Anyway, after being split with him for how many months, we would often have conversations on how much he and his family were trash, and how she would make excuses. She’d come to the same conclusion that we did some 6 years before. So now she swears she’s not going to be in another long term relationship, at least not for a long time. Shortly after she split with loser, bouquets of flowers started appearing at her house. She’d say they were from a friend at work which i seriously doubted. On one of them, I opened the note. It was from a guy who more or less pledged his undying love for her. I asked who this guy was and she replied just a guy from her community band that she’s been a member for several years now. She said that she’s told him that she doesn’t want anything longtime from him, just sex etc.

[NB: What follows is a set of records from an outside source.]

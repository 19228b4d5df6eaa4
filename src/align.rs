//! Placing content of a given size inside a frame.
//!
//! [`Rect::align`] is the primitive every container uses: size the content
//! according to the expand/shrink/scale flags, then position it on each
//! axis according to the positional flags.
//!
//! ```
//! use boxlayout::{Alignment, Rect, Size};
//!
//! let frame = Rect::new(0.0, 0.0, 100.0, 100.0);
//! let placed = frame.align(Size::new(20.0, 20.0), Alignment::CENTER, Size::ZERO, Size::ZERO);
//! assert_eq!(placed, Rect::new(40.0, 40.0, 20.0, 20.0));
//! ```

use crate::alignment::Alignment;
use crate::geometry::{Pos, Rect, Size};

/// Where content sits along one axis.
#[derive(Copy, Clone, Debug, PartialEq, Eq)]
enum Anchor {
    Leading,
    Middle,
    Trailing,
}

impl Anchor {
    /// No positional flag on an axis centers, same as the middle flag.
    fn of(alignment: Alignment, vertical: bool) -> Self {
        if alignment.contains(Alignment::leading(vertical)) {
            Anchor::Leading
        } else if alignment.contains(Alignment::trailing(vertical)) {
            Anchor::Trailing
        } else {
            Anchor::Middle
        }
    }
}

impl Rect {
    /// Rectangle at which content of `size` should be drawn inside `self`.
    ///
    /// `margin` insets the frame on the anchored side (both sides when
    /// centered), or shifts the content when [`Alignment::MARGIN_IS_OFFSET`]
    /// is set. A zero component of `max_size` means that axis is unbounded.
    ///
    /// Sizing, in order:
    /// - [`SCALE_TO_FIT_PROPORTIONALLY`](Alignment::SCALE_TO_FIT_PROPORTIONALLY)
    ///   scales uniformly to fit the usable frame, centered. Nothing else applies.
    /// - Both expand flags: fill the frame with [`NON_PROP`](Alignment::NON_PROP),
    ///   otherwise grow uniformly until one axis fills it.
    /// - A single expand flag fills its axis only with `NON_PROP`.
    /// - Both shrink flags (without `NON_PROP`): shrink uniformly so both axes
    ///   fit, or only until one axis fits when both out flags are set.
    ///   Otherwise each shrink flag clamps its axis to the frame.
    /// - `max_size` caps each axis.
    ///
    /// This is a pure function. Degenerate input (zero frame, zero content)
    /// produces zero-size results, never NaN. A zero content axis takes no
    /// part in uniform scaling; the other axis decides the factor.
    ///
    /// A negative or non-finite `size` is a caller bug: it is logged at
    /// error level and placed as an empty size.
    pub fn align(&self, size: Size, alignment: Alignment, margin: Size, max_size: Size) -> Rect {
        let size = if size.is_valid() {
            size
        } else {
            tracing::error!(?size, %alignment, "invalid content size, aligning an empty size instead");
            Size::ZERO
        };
        let frame = Size::new(
            usable_extent(self.width, margin.width, alignment, false),
            usable_extent(self.height, margin.height, alignment, true),
        );

        if alignment.contains(Alignment::SCALE_TO_FIT_PROPORTIONALLY) {
            let scale = uniform_scale(frame, size, f64::min);
            return Rect::from_pos_size(Pos::ZERO, size * scale).centered(self.center());
        }

        let content = fit_content(size, frame, alignment);
        let content = Size::new(
            cap(content.width, max_size.width),
            cap(content.height, max_size.height),
        );

        let x = position(self.x, self.width, frame.width, content.width, margin.width, alignment, false);
        let y = position(self.y, self.height, frame.height, content.height, margin.height, alignment, true);
        Rect::from_pos_size(Pos::new(x, y), content)
    }
}

/// Frame extent left for content on one axis after the margin.
fn usable_extent(extent: f64, margin: f64, alignment: Alignment, vertical: bool) -> f64 {
    if alignment.contains(Alignment::MARGIN_IS_OFFSET) {
        return extent.max(0.0);
    }
    let sides = if Anchor::of(alignment, vertical) == Anchor::Middle {
        2.0
    } else {
        1.0
    };
    (extent - margin * sides).max(0.0)
}

/// `frame / content` on one axis. `None` when the content is empty, since
/// any factor leaves it empty.
fn ratio(frame: f64, content: f64) -> Option<f64> {
    if content <= 0.0 {
        None
    } else if frame <= 0.0 {
        Some(0.0)
    } else {
        Some(frame / content)
    }
}

/// Combine the per-axis ratios with `pick`, ignoring empty axes. 0 when
/// both axes are empty.
fn uniform_scale(frame: Size, content: Size, pick: fn(f64, f64) -> f64) -> f64 {
    match (ratio(frame.width, content.width), ratio(frame.height, content.height)) {
        (Some(sx), Some(sy)) => pick(sx, sy),
        (Some(s), None) | (None, Some(s)) => s,
        (None, None) => 0.0,
    }
}

fn cap(extent: f64, max: f64) -> f64 {
    if max > 0.0 { extent.min(max) } else { extent }
}

/// Apply the expand and shrink flags to `size` against the usable frame.
fn fit_content(size: Size, frame: Size, alignment: Alignment) -> Size {
    let non_prop = alignment.contains(Alignment::NON_PROP);
    let mut content = size;

    if alignment.contains(Alignment::EXPAND) {
        if non_prop {
            content = frame;
        } else {
            let scale = uniform_scale(frame, size, f64::min);
            if scale > 1.0 {
                content = size * scale;
            }
        }
    } else if non_prop {
        if alignment.contains(Alignment::HOR_EXPAND) && content.width < frame.width {
            content.width = frame.width;
        }
        if alignment.contains(Alignment::VERT_EXPAND) && content.height < frame.height {
            content.height = frame.height;
        }
    }

    if alignment.contains(Alignment::SHRINK) && !non_prop {
        let overflows = content.width > frame.width || content.height > frame.height;
        if overflows {
            let scale = if alignment.contains(Alignment::OUT) {
                uniform_scale(frame, content, f64::max).min(1.0)
            } else {
                uniform_scale(frame, content, f64::min)
            };
            return content * scale;
        }
        return content;
    }

    if alignment.contains(Alignment::HOR_SHRINK) && content.width > frame.width {
        content.width = frame.width;
    }
    if alignment.contains(Alignment::VERT_SHRINK) && content.height > frame.height {
        content.height = frame.height;
    }
    content
}

/// Leading coordinate of the content on one axis.
fn position(
    start: f64,
    extent: f64,
    usable: f64,
    content: f64,
    margin: f64,
    alignment: Alignment,
    vertical: bool,
) -> f64 {
    let anchor = Anchor::of(alignment, vertical);
    if alignment.contains(Alignment::out_on(vertical)) {
        return match anchor {
            Anchor::Leading => start - margin - content,
            Anchor::Middle => start + (extent - content) / 2.0,
            Anchor::Trailing => start + extent + margin,
        };
    }
    match anchor {
        Anchor::Leading => start + margin,
        Anchor::Middle => start + margin + (usable - content) / 2.0,
        Anchor::Trailing => start + extent - content - margin,
    }
}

Anyway, her birthday comes around and all of us (friends from high school) are invited, and said guy is coming. So it’s the big introduction thing. The thing is, she’s not saying he’s her boyfriend. But it’s quite obvious he is. We go out for tea, we crash at her place, they go off to bed. Fair enough. About a couple of weeks later we’re out somewhere and he comes up in conversation (in reference to her past relationship with loserboy in comparison with bouqetboy) and I mentioned to her, in a joking tone, that she’s currently IN a longtime relationship (they’ve been together, it must be like 8-9 months or something like that) which she denies.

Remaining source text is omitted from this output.